**WHAT THE EXERCISE ASKS**
With the records below as your source, retype each line exactly from the top down to the line that contains "impl std::fmt::Debug for", and include that line.

___ DATA SECTION ___

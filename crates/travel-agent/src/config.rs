//! Application Configuration
//!
//! Connection settings for the chat completion endpoint, read once at
//! startup from the process environment (after `.env` has been loaded).

use thiserror::Error;

pub const ENDPOINT_VAR: &str = "GITHUB_ENDPOINT";
pub const TOKEN_VAR: &str = "GITHUB_TOKEN";
pub const MODEL_VAR: &str = "GITHUB_MODEL_ID";

#[derive(Error, Debug, PartialEq, Eq)]
pub enum ConfigError {
    #[error("missing environment variable {0}")]
    Missing(&'static str),
}

/// Endpoint, credential and model for the agent's chat client
#[derive(Clone)]
pub struct AppConfig {
    /// API base URL, e.g. `https://models.inference.ai.azure.com`
    pub endpoint: String,

    /// API token
    pub token: String,

    /// Model identifier, e.g. `gpt-4o-mini`
    pub model_id: String,
}

impl std::fmt::Debug for AppConfig {
    fn fmt(&self, f: &mut std::fmt::Formatter<'_>) -> std::fmt::Result {
        f.debug_struct("AppConfig")
            .field("endpoint", &self.endpoint)
            .field("token", &"<redacted>")
            .field("model_id", &self.model_id)
            .finish()
    }
}

impl AppConfig {
    pub fn from_env() -> Result<Self, ConfigError> {
        Self::from_lookup(|key| std::env::var(key).ok())
    }

    /// Build from an arbitrary key lookup. Empty values count as missing.
    pub fn from_lookup(lookup: impl Fn(&str) -> Option<String>) -> Result<Self, ConfigError> {
        let require = |key: &'static str| {
            lookup(key)
                .map(|v| v.trim().to_string())
                .filter(|v| !v.is_empty())
                .ok_or(ConfigError::Missing(key))
        };

        Ok(Self {
            endpoint: require(ENDPOINT_VAR)?,
            token: require(TOKEN_VAR)?,
            model_id: require(MODEL_VAR)?,
        })
    }
}
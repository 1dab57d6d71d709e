//! # agent-core
//!
//! Core agent logic with provider-agnostic LLM abstraction and extensible tool system.
//!
//! ## Architecture
//!
//! ```text
//! ┌─────────────────────────────────────────────────────────────┐
//! │                        Agent                                 │
//! │  ┌─────────────┐  ┌─────────────┐  ┌─────────────────────┐  │
//! │  │  Tool-call  │  │    Tools    │  │   LlmProvider       │  │
//! │  │    Loop     │──│   Registry  │──│   (Strategy)        │  │
//! │  └─────────────┘  └─────────────┘  └─────────────────────┘  │
//! └─────────────────────────────────────────────────────────────┘
//! ```
//!
//! The `LlmProvider` trait lets the agent talk to any OpenAI-compatible
//! endpoint, or a scripted stand-in, without changing agent logic.

pub mod error;
pub mod message;
pub mod provider;
pub mod reasoning;
pub mod tool;

pub use error::{AgentError, Result};
pub use message::{Content, Conversation, Message, Role};
pub use provider::{Completion, GenerationOptions, LlmProvider};
pub use reasoning::{Agent, AgentBuilder, AgentConfig, AgentResponse};
pub use tool::{ParameterSchema, Tool, ToolCall, ToolRegistry, ToolResult, ToolSchema};
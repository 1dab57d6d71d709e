//! Trip Planning Driver
//!
//! Composes the travel tools, the chat client and the agent, then asks for
//! one travel plan and prints it.

use std::io::Write;
use std::sync::Arc;

use agent_core::{Agent, AgentBuilder, AgentError, LlmProvider, ToolRegistry};
use travel_planner::TRAVEL_AGENT_INSTRUCTIONS;
use travel_planner::tools::{DateTimeTool, RandomDestinationTool, WeatherTool};

use crate::config::AppConfig;

/// The one request this driver issues
pub const TRIP_PROMPT: &str = "Plan me a day trip with activities and calculate the current \
weather at the destination. Mention the current date and time of the plan.";

/// Registry with the three travel tools
pub fn travel_tools() -> agent_core::Result<ToolRegistry> {
    let mut tools = ToolRegistry::new();
    tools.register(RandomDestinationTool::new())?;
    tools.register(WeatherTool::new())?;
    tools.register(DateTimeTool::new())?;
    Ok(tools)
}

/// Travel planning agent over the given provider
pub fn build_agent(
    provider: Arc<dyn LlmProvider>,
    config: &AppConfig,
) -> agent_core::Result<Agent> {
    AgentBuilder::new()
        .provider(provider)
        .instructions(TRAVEL_AGENT_INSTRUCTIONS)
        .model(&config.model_id)
        .tools(travel_tools()?)
        .build()
}

/// Run the trip prompt and write the plan to `out`
pub async fn plan_trip<W: Write>(agent: &Agent, out: &mut W) -> anyhow::Result<()> {
    let response = agent.run(TRIP_PROMPT).await?;

    if let Some(usage) = response.usage {
        tracing::info!(
            messages = response.messages.len(),
            total_tokens = usage.total_tokens,
            "Agent finished"
        );
    }

    let text = response.final_text().ok_or(AgentError::EmptyResponse)?;

    writeln!(out, "🏖️ Travel plan:")?;
    writeln!(out, "{text}")?;
    Ok(())
}
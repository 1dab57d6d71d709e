//! Simulated Remote Calls
//!
//! The travel tools stand in for remote services: each call waits a random
//! amount of time and some may fail. Randomness comes from a seedable source
//! so tests can reproduce distributions.

use std::ops::Range;
use std::time::Duration;

use rand::rngs::StdRng;
use rand::{Rng, SeedableRng};
use tokio::sync::Mutex;

/// Uniform latency window in seconds, upper bound exclusive
#[derive(Clone, Debug, PartialEq)]
pub struct Latency {
    secs: Range<f64>,
}

impl Latency {
    pub const fn new(min_secs: f64, max_secs: f64) -> Self {
        Self {
            secs: min_secs..max_secs,
        }
    }

    pub fn sample<R: Rng + ?Sized>(&self, rng: &mut R) -> Duration {
        Duration::from_secs_f64(rng.gen_range(self.secs.clone()))
    }

    pub const fn min_secs(&self) -> f64 {
        self.secs.start
    }

    pub const fn max_secs(&self) -> f64 {
        self.secs.end
    }
}

pub const DESTINATION_LATENCY: Latency = Latency::new(0.0, 0.99);
pub const WEATHER_LATENCY: Latency = Latency::new(0.3, 3.7);
pub const DATETIME_LATENCY: Latency = Latency::new(0.10, 5.0);

/// Random source shared by the calls of one tool
pub struct Simulation {
    rng: Mutex<StdRng>,
}

impl Default for Simulation {
    fn default() -> Self {
        Self::from_entropy()
    }
}

impl Simulation {
    pub fn from_entropy() -> Self {
        Self {
            rng: Mutex::new(StdRng::from_entropy()),
        }
    }

    /// Deterministic source for tests and reproducible demos
    pub fn seeded(seed: u64) -> Self {
        Self {
            rng: Mutex::new(StdRng::seed_from_u64(seed)),
        }
    }

    /// Draw from the random source. The lock is released before returning,
    /// so callers can sleep on the result without blocking other calls.
    pub async fn draw<T>(&self, f: impl FnOnce(&mut StdRng) -> T) -> T {
        let mut rng = self.rng.lock().await;
        f(&mut *rng)
    }
}

/// Sleep for the simulated network latency
pub async fn wait(latency: Duration) {
    tracing::trace!(?latency, "Simulating network latency");
    tokio::time::sleep(latency).await;
}

#[cfg(test)]
mod tests {
    use super::*;

    #[test]
    fn test_latency_stays_in_window() {
        let mut rng = StdRng::seed_from_u64(7);
        for latency in [DESTINATION_LATENCY, WEATHER_LATENCY, DATETIME_LATENCY] {
            for _ in 0..1000 {
                let secs = latency.sample(&mut rng).as_secs_f64();
                assert!(secs >= latency.min_secs() && secs < latency.max_secs());
            }
        }
    }

    #[tokio::test]
    async fn test_seeded_simulations_agree() {
        let a = Simulation::seeded(42);
        let b = Simulation::seeded(42);
        let xs: Vec<u32> = a.draw(|rng| (0..8).map(|_| rng.gen_range(0..100)).collect()).await;
        let ys: Vec<u32> = b.draw(|rng| (0..8).map(|_| rng.gen_range(0..100)).collect()).await;
        assert_eq!(xs, ys);
    }
}
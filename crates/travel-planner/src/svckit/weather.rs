//! Weather Tool
//!
//! Reports the weather for a location. The backing service is flaky:
//! roughly three calls in ten fail.

use async_trait::async_trait;
use rand::Rng;

use agent_core::{
    Result as CoreResult, Tool, ToolCall, ToolResult, ToolSchema, tool::ParameterSchema,
};

use crate::error::{Result, TravelError};
use crate::simulation::{Simulation, WEATHER_LATENCY, wait};

/// Draw in [1, 10]; anything above 7 is an outage
pub fn service_is_down<R: Rng + ?Sized>(rng: &mut R) -> bool {
    rng.gen_range(1..=10) > 7
}

/// Fixed-format report; the location is echoed verbatim
pub fn weather_report(location: &str) -> String {
    format!("The weather in {location} is cloudy with a high of 15°C.")
}

/// Weather lookup for a location
pub fn lookup_weather<R: Rng + ?Sized>(rng: &mut R, location: &str) -> Result<String> {
    if service_is_down(rng) {
        return Err(TravelError::WeatherServiceUnavailable);
    }
    Ok(weather_report(location))
}

/// Tool for looking up the weather at a destination
#[derive(Default)]
pub struct WeatherTool {
    simulation: Simulation,
}

impl WeatherTool {
    pub fn new() -> Self {
        Self::default()
    }

    pub const fn with_simulation(simulation: Simulation) -> Self {
        Self { simulation }
    }
}

#[async_trait]
impl Tool for WeatherTool {
    fn schema(&self) -> ToolSchema {
        ToolSchema {
            name: "get_weather".into(),
            description: "Get the weather for a given location.".into(),
            parameters: vec![ParameterSchema::required_string(
                "location",
                "The location to get the weather for.",
            )],
        }
    }

    async fn execute(&self, call: &ToolCall) -> CoreResult<ToolResult> {
        // presence is checked by the registry; non-string values are echoed as JSON
        let location = call
            .arguments
            .get("location")
            .map(|v| v.as_str().map_or_else(|| v.to_string(), str::to_string))
            .unwrap_or_default();

        let (latency, report) = self
            .simulation
            .draw(|rng| (WEATHER_LATENCY.sample(rng), lookup_weather(rng, &location)))
            .await;

        wait(latency).await;

        Ok(ToolResult::success("get_weather", report?))
    }
}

___

**EXERCISE RESULT**
filename crates/travel-agent/src/config.rs
//! Application Configuration
//!
//! Connection settings for the chat completion endpoint, read once at
//! startup from the process environment (after `.env` has been loaded).

use thiserror::Error;

pub const ENDPOINT_VAR: &str = "GITHUB_ENDPOINT";
pub const TOKEN_VAR: &str = "GITHUB_TOKEN";
pub const MODEL_VAR: &str = "GITHUB_MODEL_ID";

#[derive(Error, Debug, PartialEq, Eq)]
pub enum ConfigError {
    #[error("missing environment variable {0}")]
    Missing(&'static str),
}

/// Endpoint, credential and model for the agent's chat client
#[derive(Clone)]
pub struct AppConfig {
    /// API base URL, e.g. `https://models.inference.ai.azure.com`
    pub endpoint: String,

    /// API token
    pub token: String,

    /// Model identifier, e.g. `gpt-4o-mini`
    pub model_id: String,
}

impl std::fmt::Debug for AppConfig {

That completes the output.